В описании развития четырех джхан, и семи факторов Пробуждения "пити" связывается с "мано" в слове "питимана" - "тот, у кого "мано" наполнен "пити"":

Tassime pa~nca niivara.ne pahiine attani samanupassato paamojja.m jaayati, pamuditassa piiti jaayati, piitimanassa kaayo passambhati, passaddhakaayo sukha.m vedeti, sukhino citta.m samaadhiyati.

(Саманняпхала сутта, приблизительный русский перевод:

Когда он видит себя отказавшимся от этих пяти преград, в нем рождается удовлетворенность, у удовлетворенного рождается радость, от радости в сердце (мано) успокаивается тело, успокоившиеся телом ощущает счастье, счастливый сосредоточен в мыслях.)

Piitimanassa  kaayopi  passambhati,  cittampi  passambhati.

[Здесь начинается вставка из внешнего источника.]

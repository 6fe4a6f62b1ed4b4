// Copyright (c) Mysten Labs, Inc.
// SPDX-License-Identifier: Apache-2.0

use std::collections::BTreeMap;
use std::time::Duration;

use carbon_config::{AggregationConfig, RuleConfig, StoragePolicyConfig};
use serde::{Deserialize, Serialize};
use tracing::info;

use crate::error::{IngestError, IngestResult};

/// Whether a namespace stores raw or pre-aggregated datapoints. Only
/// aggregated namespaces are valid carbon write targets.
#[derive(Clone, Copy, Debug, PartialEq, Eq, Deserialize, Serialize)]
#[serde(rename_all = "lowercase")]
pub enum MetricsType {
    Unaggregated,
    Aggregated,
}

/// Storage characteristics of one cluster namespace.
#[derive(Clone, Copy, Debug, PartialEq, Eq, Deserialize, Serialize)]
pub struct NamespaceAttributes {
    pub metrics_type: MetricsType,
    pub resolution: Duration,
    pub retention: Duration,
}

/// One namespace of the cluster the namespace watcher reports.
#[derive(Clone, Debug, PartialEq, Eq, Deserialize, Serialize)]
pub struct ClusterNamespace {
    pub namespace_id: String,
    pub attributes: NamespaceAttributes,
}

/// `(resolution, retention)` identity of an aggregated namespace.
pub(crate) type RetentionResolution = (Duration, Duration);

/// Reconciles configured rules against the aggregated namespaces currently
/// present in the cluster, returning the effective rule list to compile.
///
/// When no rules are configured at all, one match-all rule is synthesized
/// per aggregated namespace so every metric is written to every aggregated
/// namespace without aggregation.
///
/// Any error means the caller must keep the previously installed rule set.
pub(crate) fn validate_rules(
    configured: &[RuleConfig],
    namespaces: &[ClusterNamespace],
) -> IngestResult<Vec<RuleConfig>> {
    let mut by_ret_res: BTreeMap<RetentionResolution, &ClusterNamespace> = BTreeMap::new();
    for namespace in namespaces
        .iter()
        .filter(|namespace| namespace.attributes.metrics_type == MetricsType::Aggregated)
    {
        let key = (
            namespace.attributes.resolution,
            namespace.attributes.retention,
        );
        if by_ret_res.insert(key, namespace).is_some() {
            return Err(IngestError::DuplicateClusterNamespace {
                resolution: key.0,
                retention: key.1,
            });
        }
    }

    let rules = if configured.is_empty() {
        let defaults = synthesize_default_rules(&by_ret_res);
        if !defaults.is_empty() {
            info!(
                "no carbon ingestion rules configured; writing all metrics to all {} aggregated namespaces",
                defaults.len()
            );
        }
        defaults
    } else {
        configured.to_vec()
    };

    if rules.is_empty() {
        return Err(IngestError::NoRules);
    }

    for rule in &rules {
        validate_rule_policies(rule, &by_ret_res)?;
    }
    Ok(rules)
}

fn validate_rule_policies(
    rule: &RuleConfig,
    by_ret_res: &BTreeMap<RetentionResolution, &ClusterNamespace>,
) -> IngestResult<()> {
    let mut policies = rule.policies.clone();
    // Sorting makes duplicates adjacent and groups equal resolutions.
    policies.sort_by_key(|policy| (policy.resolution, policy.retention));

    for pair in policies.windows(2) {
        if pair[0] == pair[1] {
            return Err(IngestError::DuplicateStoragePolicy {
                resolution: pair[0].resolution,
                retention: pair[0].retention,
            });
        }
        if !rule.aggregation.is_enabled() && pair[0].resolution != pair[1].resolution {
            return Err(IngestError::MixedResolutionWithoutAggregation {
                first: pair[0].resolution,
                second: pair[1].resolution,
            });
        }
    }

    for policy in &policies {
        if !by_ret_res.contains_key(&(policy.resolution, policy.retention)) {
            return Err(IngestError::UnknownStoragePolicy {
                resolution: policy.resolution,
                retention: policy.retention,
            });
        }
    }
    Ok(())
}

fn synthesize_default_rules(
    by_ret_res: &BTreeMap<RetentionResolution, &ClusterNamespace>,
) -> Vec<RuleConfig> {
    by_ret_res
        .keys()
        .map(|&(resolution, retention)| RuleConfig {
            pattern: String::new(),
            contains: String::new(),
            r#continue: true,
            aggregation: AggregationConfig {
                enabled: Some(false),
                r#type: None,
            },
            policies: vec![StoragePolicyConfig {
                resolution,
                retention,
            }],
        })
        .collect()
}

#[cfg(test)]
mod test {
    use super::*;

    fn aggregated(id: &str, resolution: Duration, retention: Duration) -> ClusterNamespace {
        ClusterNamespace {
            namespace_id: id.to_string(),
            attributes: NamespaceAttributes {
                metrics_type: MetricsType::Aggregated,
                resolution,
                retention,
            },
        }
    }

    fn unaggregated(id: &str) -> ClusterNamespace {
        ClusterNamespace {
            namespace_id: id.to_string(),
            attributes: NamespaceAttributes {
                metrics_type: MetricsType::Unaggregated,
                resolution: Duration::from_secs(1),
                retention: Duration::from_secs(60 * 60),
            },
        }
    }

    fn rule_with_policies(policies: Vec<StoragePolicyConfig>, aggregation_enabled: bool) -> RuleConfig {
        RuleConfig {
            pattern: "**".to_string(),
            aggregation: AggregationConfig {
                enabled: Some(aggregation_enabled),
                r#type: None,
            },
            policies,
            ..Default::default()
        }
    }

    fn policy(resolution_secs: u64, retention_secs: u64) -> StoragePolicyConfig {
        StoragePolicyConfig {
            resolution: Duration::from_secs(resolution_secs),
            retention: Duration::from_secs(retention_secs),
        }
    }

    #[test]
    fn accepts_rules_covered_by_the_topology() {
        let namespaces = vec![
            aggregated("agg_10s_6h", Duration::from_secs(10), Duration::from_secs(21600)),
            unaggregated("raw"),
        ];
        let rules = vec![rule_with_policies(vec![policy(10, 21600)], true)];
        let validated = validate_rules(&rules, &namespaces).unwrap();
        assert_eq!(validated, rules);
    }

    #[test]
    fn duplicate_aggregated_namespaces_are_fatal() {
        let namespaces = vec![
            aggregated("a", Duration::from_secs(10), Duration::from_secs(21600)),
            aggregated("b", Duration::from_secs(10), Duration::from_secs(21600)),
        ];
        let rules = vec![rule_with_policies(vec![policy(10, 21600)], true)];
        let err = validate_rules(&rules, &namespaces).unwrap_err();
        assert!(matches!(err, IngestError::DuplicateClusterNamespace { .. }));
    }

    #[test]
    fn duplicate_policies_within_a_rule_are_rejected() {
        let namespaces = vec![aggregated(
            "a",
            Duration::from_secs(10),
            Duration::from_secs(21600),
        )];
        let rules = vec![rule_with_policies(
            vec![policy(10, 21600), policy(10, 21600)],
            true,
        )];
        let err = validate_rules(&rules, &namespaces).unwrap_err();
        assert!(matches!(err, IngestError::DuplicateStoragePolicy { .. }));
    }

    #[test]
    fn mixed_resolutions_require_aggregation() {
        let namespaces = vec![
            aggregated("a", Duration::from_secs(10), Duration::from_secs(21600)),
            aggregated("b", Duration::from_secs(60), Duration::from_secs(86400)),
        ];
        let policies = vec![policy(10, 21600), policy(60, 86400)];

        let err =
            validate_rules(&[rule_with_policies(policies.clone(), false)], &namespaces).unwrap_err();
        assert!(matches!(
            err,
            IngestError::MixedResolutionWithoutAggregation { .. }
        ));

        // The same policies are fine with aggregation on.
        validate_rules(&[rule_with_policies(policies, true)], &namespaces).unwrap();
    }

    #[test]
    fn policies_must_reference_a_known_namespace() {
        let namespaces = vec![aggregated(
            "a",
            Duration::from_secs(10),
            Duration::from_secs(21600),
        )];
        let rules = vec![rule_with_policies(vec![policy(60, 86400)], true)];
        let err = validate_rules(&rules, &namespaces).unwrap_err();
        assert!(matches!(err, IngestError::UnknownStoragePolicy { .. }));
    }

    #[test]
    fn zero_rules_synthesize_one_default_per_aggregated_namespace() {
        let namespaces = vec![
            aggregated("slow", Duration::from_secs(60), Duration::from_secs(86400)),
            aggregated("fast", Duration::from_secs(10), Duration::from_secs(21600)),
            unaggregated("raw"),
        ];
        let rules = validate_rules(&[], &namespaces).unwrap();

        assert_eq!(rules.len(), 2);
        for rule in &rules {
            assert!(rule.pattern.is_empty());
            assert!(rule.contains.is_empty());
            assert!(rule.r#continue);
            assert!(!rule.aggregation.is_enabled());
            assert_eq!(rule.policies.len(), 1);
        }
        // Deterministic order: by (resolution, retention).
        assert_eq!(rules[0].policies[0], policy(10, 21600));
        assert_eq!(rules[1].policies[0], policy(60, 86400));
    }

    #[test]
    fn no_rules_and_no_namespaces_is_an_error() {
        let err = validate_rules(&[], &[unaggregated("raw")]).unwrap_err();
        assert!(matches!(err, IngestError::NoRules));
    }
}
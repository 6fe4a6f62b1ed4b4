// Copyright (c) Mysten Labs, Inc.
// SPDX-License-Identifier: Apache-2.0

mod parameters;
mod rules;

pub use parameters::*;
pub use rules::*;
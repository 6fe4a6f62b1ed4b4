// Copyright (c) Mysten Labs, Inc.
// SPDX-License-Identifier: Apache-2.0

use bytes::Bytes;

use crate::error::{IngestError, IngestResult};
use crate::graphite;
use crate::writer::Tag;

/// Splits a dotted graphite name into ordered, numbered tag pairs:
/// `foo.bar` becomes `[__g0__: foo, __g1__: bar]`.
///
/// `sink` is truncated and refilled so its capacity carries over between
/// metrics. Tag values are zero-copy slices of `name`. A trailing separator
/// is permitted and produces no extra tag; consecutive separators (which
/// would produce an empty segment) fail the whole name.
pub(crate) fn generate_tags(name: &Bytes, sink: &mut Vec<Tag>) -> IngestResult<()> {
    sink.clear();
    if name.is_empty() {
        return Err(IngestError::EmptyName);
    }

    let mut start = 0;
    let mut index = 0;
    for (pos, &byte) in name.iter().enumerate() {
        if byte != graphite::SEPARATOR {
            continue;
        }
        if pos == start {
            return Err(IngestError::DuplicateSeparator(
                String::from_utf8_lossy(name).into_owned(),
            ));
        }
        sink.push(Tag {
            name: graphite::tag_label(index),
            value: name.slice(start..pos),
        });
        index += 1;
        start = pos + 1;
    }
    if start < name.len() {
        sink.push(Tag {
            name: graphite::tag_label(index),
            value: name.slice(start..),
        });
    }
    Ok(())
}
// Copyright (c) Mysten Labs, Inc.
// SPDX-License-Identifier: Apache-2.0

//! The graphite dotted naming convention: segment separators, canonical
//! per-index tag labels, and the character set legal inside segment bodies.

use bytes::{Bytes, BytesMut};
use carbon_config::RewriteParameters;
use once_cell::sync::Lazy;

/// Separator between the segments of a dotted metric name.
pub(crate) const SEPARATOR: u8 = b'.';

/// Rule pattern that matches every metric without going through the regex
/// engine.
pub const MATCH_ALL_PATTERN: &str = "**";

/// Tag labels are needed for every segment of every ingested name, so the
/// common depths are precomputed once.
const PRECOMPUTED_TAG_LABELS: usize = 128;

static TAG_LABELS: Lazy<Vec<Bytes>> = Lazy::new(|| {
    (0..PRECOMPUTED_TAG_LABELS)
        .map(|index| Bytes::from(format!("__g{index}__")))
        .collect()
});

/// Canonical tag label for the `index`-th segment of a dotted name:
/// `__g0__`, `__g1__`, ...
pub(crate) fn tag_label(index: usize) -> Bytes {
    TAG_LABELS
        .get(index)
        .cloned()
        .unwrap_or_else(|| Bytes::from(format!("__g{index}__")))
}

fn is_legal_segment_byte(byte: u8) -> bool {
    byte.is_ascii_alphanumeric() || matches!(byte, b'-' | b'_' | SEPARATOR)
}

/// Copies `src` into `dst`, rewriting graphite-illegal bytes to `_` when
/// cleanup is enabled. Separators always pass through unchanged.
pub(crate) fn copy_and_rewrite(dst: &mut BytesMut, src: &[u8], rewrite: &RewriteParameters) {
    dst.clear();
    dst.reserve(src.len());
    if rewrite.cleanup {
        dst.extend(
            src.iter()
                .map(|&byte| if is_legal_segment_byte(byte) { byte } else { b'_' }),
        );
    } else {
        dst.extend_from_slice(src);
    }
}

#[cfg(test)]
mod test {
    use super::*;

    #[test]
    fn tag_labels_are_indexed() {
        assert_eq!(tag_label(0).as_ref(), b"__g0__");
        assert_eq!(tag_label(1).as_ref(), b"__g1__");
        assert_eq!(tag_label(99).as_ref(), b"__g99__");
        // Beyond the precomputed table.
        assert_eq!(tag_label(5000).as_ref(), b"__g5000__");
    }

    #[test]
    fn copy_without_cleanup_is_verbatim() {
        let mut dst = BytesMut::new();
        let rewrite = RewriteParameters { cleanup: false };
        copy_and_rewrite(&mut dst, b"foo.b@r baz", &rewrite);
        assert_eq!(dst.as_ref(), b"foo.b@r baz");
    }

    #[test]
    fn cleanup_rewrites_illegal_bytes() {
        let mut dst = BytesMut::new();
        let rewrite = RewriteParameters { cleanup: true };
        copy_and_rewrite(&mut dst, b"foo.b@r/baz-01_x", &rewrite);
        assert_eq!(dst.as_ref(), b"foo.b_r_baz-01_x");
    }

    #[test]
    fn copy_reuses_the_destination_buffer() {
        let mut dst = BytesMut::new();
        let rewrite = RewriteParameters::default();
        copy_and_rewrite(&mut dst, b"first.name", &rewrite);
        copy_and_rewrite(&mut dst, b"x", &rewrite);
        assert_eq!(dst.as_ref(), b"x");
    }
}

(Анапанасати сутта, приблизительный русский перевод:

У того, чей "мано" наполнен восторгом, успокаивается тело и успокаивается ум.)


А про "сукха" говорится, что оно чувствуется телом, "кая":

Piitiyaa ca viraagaa upekkhako ca viharati, sato ca sampajaano, sukha~nca kaayena pa.tisa.mvedeti, ya.m ta.m ariyaa aacikkhanti  ‘upekkhako  satimaa  sukhavihaarii’ti tatiya.m jhaana.m upasampajja viharati.

(Махасатипаттхана сутта, приблизительный перевод:

С угасанием восторга (пити), он пребывает в безмятежном наблюдении (упекха), с памятованием (сати) и осознанностью (сампаджання); и чувствует телом счастье (сукха).)

...

Джеффри Шатц приводит уместные цитаты из главы Патисамбхидамагги, посвященной Анапанасати:

Regarding happiness (piti), the Commentary on Breathing, verse 291 (from the Patisambhidamagga), gives various synonyms as this term pertains to jhana:

“Any happiness (piti), delight (pamojja), rejoicing (amodana), joy (pamodana), shining mirth (bhasa pabhasa), bliss (vitti), elation (odagya), satisfaction (attamanta), mental uplift (cittassa), is happiness (piti).”